Reposting a thread by Bad Baltic Takes on why journalist Seymour Hersh’s blog post on the US bombing the Nordstream pipeline in the Baltic is bad journalism


Journalist Seymour Hersh says the US bombed the Nordstream pipeline in the Baltic Sea. Let’s talk about why his blog article concluding this is really bad journalism …and he should know it.

Firstly, his article is based on a single anonymous source. Any journalist or editor knows that’s weak. You can justify publishing it as a claim in some circumstances …but Hersh’s decision to write the article as a firm conclusion based on that one source is baffling.

At no point does Hersh try to weigh up the credibility of the source or even consider the possibility that he could be getting fed misinformation from that one source. That would be journalism.

Afterall, the claim is incredible. It would be a conspiracy involving many people across countries, unlikely to remain secret. The White House went all in with its credibility to dismiss the article as “utterly false & complete fiction”, a stronger pushback than many expected.

Hersh’s new fans will dismiss White House statements, of course …just like they ridiculed White House statements that Putin was planning this full scale war, which – by the way – is the reality that Hersh has built his own timeline for this story around.

It’s also funny that his new fans are emphasising how respectable Hersh is as a Western journalist. These are the same people who spend the rest of their time emphasising how corrupt and inaccurate Western journalists are.

Hersh was a successful journalist in his younger days, but has veered down a weird conspiratorial path – all too willing to repeat theories that don’t stand up to basic journalistic scrutiny.

Most hilariously, Hersh – claiming Norway’s involvement – says Jens Stoltenberg has “cooperated with the American intelligence community since the Vietnam War”.

Stoltenberg was a teenager when the Vietnam war ended & was anti-NATO as a young man. The claim is beyond shoddy.

Hersh emphasises that Russia has no motive to attack the pipeline. This is false. You can dismiss the various theories for Russia’s involvement but you can’t credibly pretend they don’t exist. It shows a total lack of understanding of the issues on our side of the world.

Hersh himself acknowledges how the pipeline would be politically unviable during Russia’s full scale war. That means the continued existence of the pipeline is far more valuable only to someone who could replace Putin and change the course he wants Russia totally committed to.

Putin’s top priority is remaining in power at all cost. He would sacrifice an incentive to replace him & end war. An added benefit is that Russia can use the attack to sow discord – such as by briefing a false story to a credible-sounding journalist now prone to conspiracies.

The problem with conspiracy theorists isn’t necessarily that they are untrusting. It’s that they are very trusting of alternative narratives that they can’t comprehend could be constructed in detail with the intention of deceiving them.

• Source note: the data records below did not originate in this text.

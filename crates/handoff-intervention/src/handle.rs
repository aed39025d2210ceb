//! Worker-side handle to a published intervention

use crate::broker::Shared;
use crate::slot::Slot;
use crate::types::{CancelReason, InterventionId, Resolution, Settle};
use std::sync::Arc;
use std::time::{Duration, Instant};

/// Handle a worker waits on
///
/// Dropping a handle before its intervention is handled cancels the
/// intervention with [`CancelReason::Abandoned`]. This covers a worker
/// thread unwinding and an async wait being aborted.
#[derive(Debug)]
#[must_use = "dropping the handle abandons the intervention"]
pub struct InterventionHandle {
    id: InterventionId,
    slot: Arc<Slot>,
    shared: Arc<Shared>,
}

impl InterventionHandle {
    pub(crate) fn new(id: InterventionId, slot: Arc<Slot>, shared: Arc<Shared>) -> Self {
        Self { id, slot, shared }
    }

    /// Intervention id to hand to the responder
    #[inline]
    #[must_use]
    pub fn id(&self) -> InterventionId {
        self.id
    }

    /// Whether a resolution has been recorded
    #[inline]
    #[must_use]
    pub fn is_handled(&self) -> bool {
        self.slot.is_settled()
    }

    /// Resolution, if already recorded
    #[must_use]
    pub fn try_resolution(&self) -> Option<Resolution> {
        self.slot.peek()
    }

    /// Cancel the intervention from the worker side
    ///
    /// Waiters observe [`CancelReason::Requested`]. Returns
    /// `Settle::AlreadyHandled` if a resolution was already recorded.
    pub fn cancel(&self) -> Settle {
        // The id was issued by this handle's own broker, so settling cannot
        // fail with `UnknownHandle`.
        self.shared
            .settle(self.id, Resolution::Cancelled(CancelReason::Requested))
            .unwrap_or(Settle::AlreadyHandled)
    }

    /// Wait for the resolution
    pub async fn wait(self) -> Resolution {
        self.slot.wait().await
    }

    /// Wait for the resolution, cancelling with `TimedOut` after `timeout`
    ///
    /// A response that wins the race against the timeout is returned.
    pub async fn wait_timeout(self, timeout: Duration) -> Resolution {
        match tokio::time::timeout(timeout, self.slot.wait()).await {
            Ok(resolution) => resolution,
            Err(_) => self.expire(),
        }
    }

    /// Park the current thread until the resolution arrives
    ///
    /// Must not be called from inside an async task.
    #[must_use]
    pub fn wait_blocking(self) -> Resolution {
        self.slot.wait_blocking()
    }

    /// Blocking wait with timeout
    #[must_use]
    pub fn wait_blocking_timeout(self, timeout: Duration) -> Resolution {
        match self.slot.wait_blocking_until(Instant::now() + timeout) {
            Some(resolution) => resolution,
            None => self.expire(),
        }
    }

    fn expire(&self) -> Resolution {
        // Unknown is impossible: our own broker issued this id.
        let _ = self
            .shared
            .settle(self.id, Resolution::Cancelled(CancelReason::TimedOut));
        self.slot
            .peek()
            .unwrap_or(Resolution::Cancelled(CancelReason::TimedOut))
    }
}

impl Drop for InterventionHandle {
    fn drop(&mut self) {
        if !self.slot.is_settled() {
            let _ = self
                .shared
                .settle(self.id, Resolution::Cancelled(CancelReason::Abandoned));
        }
    }
}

That’s why we see so many of takes in support of Hersh saying the story must be true because it’s so detailed. The fact Hersh doesn’t consider any of this while making a firm conclusion based on one anonymous source is quite a big red flag.

In contrast to Russia’s motives, the West is committed to unity & a rules-based world order. Sabotage on their part – in place of inevitable political pressure in light of Russia’s war on Ukraine and the West – makes much less sense.

This is key here. His story isn’t credibly written, but stories about his story do count as newsworthy, especially once others pile in politically. Blogs are a convenient way to transmit shoddy stories up into the news cycle.